> _YOUR OBJECTIVE_: Pull out of the data below the stretch of lines bounded by the one containing "pub mod memory;" and the one containing "pub use tasks::PgTaskRepository;", both bounds included, unchanged.

[Stored data]
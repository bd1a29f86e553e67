//! # papyrus-db
//!
//! PostgreSQL database layer for papyrus.
//!
//! This crate provides:
//! - Connection pool management
//! - Repository implementations for tasks, documents, generated content and
//!   per-user LLM settings
//! - In-memory repositories with the same semantics for tests
//!
//! ## Example
//!
//! ```rust,ignore
//! use papyrus_db::{Database, NewTask, TaskRepository, TaskType};
//!
//! #[tokio::main]
//! async fn main() -> Result<(), Box<dyn std::error::Error>> {
//!     let db = Database::connect("postgres://localhost/papyrus").await?;
//!
//!     let task = db.tasks.create(NewTask {
//!         user_id: uuid::Uuid::new_v4(),
//!         file_id: None,
//!         task_type: TaskType::Extract,
//!         options: None,
//!     }).await?;
//!
//!     println!("Created task: {}", task.task_id);
//!     Ok(())
//! }
//! ```

use std::sync::Arc;

pub mod contents;
pub mod documents;
pub mod memory;
pub mod pool;
pub mod tasks;
pub mod user_settings;

// Re-export core types
pub use papyrus_core::*;

pub use contents::PgContentRepository;
pub use documents::PgDocumentRepository;
pub use memory::{
    MemoryContentRepository, MemoryDatabase, MemoryDocumentRepository, MemoryTaskRepository,
    MemoryUserSettingsRepository,
};
pub use pool::{create_pool, create_pool_with_config, log_pool_metrics, PoolConfig};
pub use tasks::PgTaskRepository;
pub use user_settings::PgUserSettingsRepository;

/// Combined database context with all repositories.
pub struct Database {
    /// The underlying connection pool.
    pub pool: sqlx::Pool<sqlx::Postgres>,
    /// Task record repository.
    pub tasks: Arc<PgTaskRepository>,
    /// Uploaded document repository.
    pub documents: Arc<PgDocumentRepository>,
    /// Generated content repository.
    pub contents: Arc<PgContentRepository>,
    /// Per-user LLM settings repository.
    pub user_settings: Arc<PgUserSettingsRepository>,
}

impl Database {
    /// Create a new Database instance from a connection pool.
    pub fn new(pool: sqlx::Pool<sqlx::Postgres>) -> Self {
        Self {
            tasks: Arc::new(PgTaskRepository::new(pool.clone())),
            documents: Arc::new(PgDocumentRepository::new(pool.clone())),
            contents: Arc::new(PgContentRepository::new(pool.clone())),
            user_settings: Arc::new(PgUserSettingsRepository::new(pool.clone())),
            pool,
        }
    }

    /// Connect to the database with default pool settings.
    pub async fn connect(url: &str) -> Result<Self> {
        let pool = create_pool(url).await?;
        Ok(Self::new(pool))
    }

    /// Connect to the database with custom pool configuration.
    pub async fn connect_with_config(url: &str, config: PoolConfig) -> Result<Self> {
        let pool = create_pool_with_config(url, config).await?;
        Ok(Self::new(pool))
    }

    /// Run database migrations.
    #[cfg(feature = "migrations")]
    pub async fn migrate(&self) -> Result<()> {
        sqlx::migrate!("../../migrations")
            .run(&self.pool)
            .await
            .map_err(|e| Error::Database(sqlx::Error::Migrate(Box::new(e))))?;
        Ok(())
    }

    /// Get a reference to the connection pool.
    pub fn pool(&self) -> &sqlx::Pool<sqlx::Postgres> {
        &self.pool
    }

    /// Trait-object handles to every repository.
    pub fn repositories(&self) -> Repositories {
        Repositories {
            tasks: self.tasks.clone(),
            documents: self.documents.clone(),
            contents: self.contents.clone(),
            user_settings: self.user_settings.clone(),
        }
    }
}

impl Clone for Database {
    fn clone(&self) -> Self {
        Self {
            pool: self.pool.clone(),
            tasks: self.tasks.clone(),
            documents: self.documents.clone(),
            contents: self.contents.clone(),
            user_settings: self.user_settings.clone(),
        }
    }
}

> _OUTPUT_:
pub mod memory;
pub mod pool;
pub mod tasks;
pub mod user_settings;

// Re-export core types
pub use papyrus_core::*;

pub use contents::PgContentRepository;
pub use documents::PgDocumentRepository;
pub use memory::{
    MemoryContentRepository, MemoryDatabase, MemoryDocumentRepository, MemoryTaskRepository,
    MemoryUserSettingsRepository,
};
pub use pool::{create_pool, create_pool_with_config, log_pool_metrics, PoolConfig};
pub use tasks::PgTaskRepository;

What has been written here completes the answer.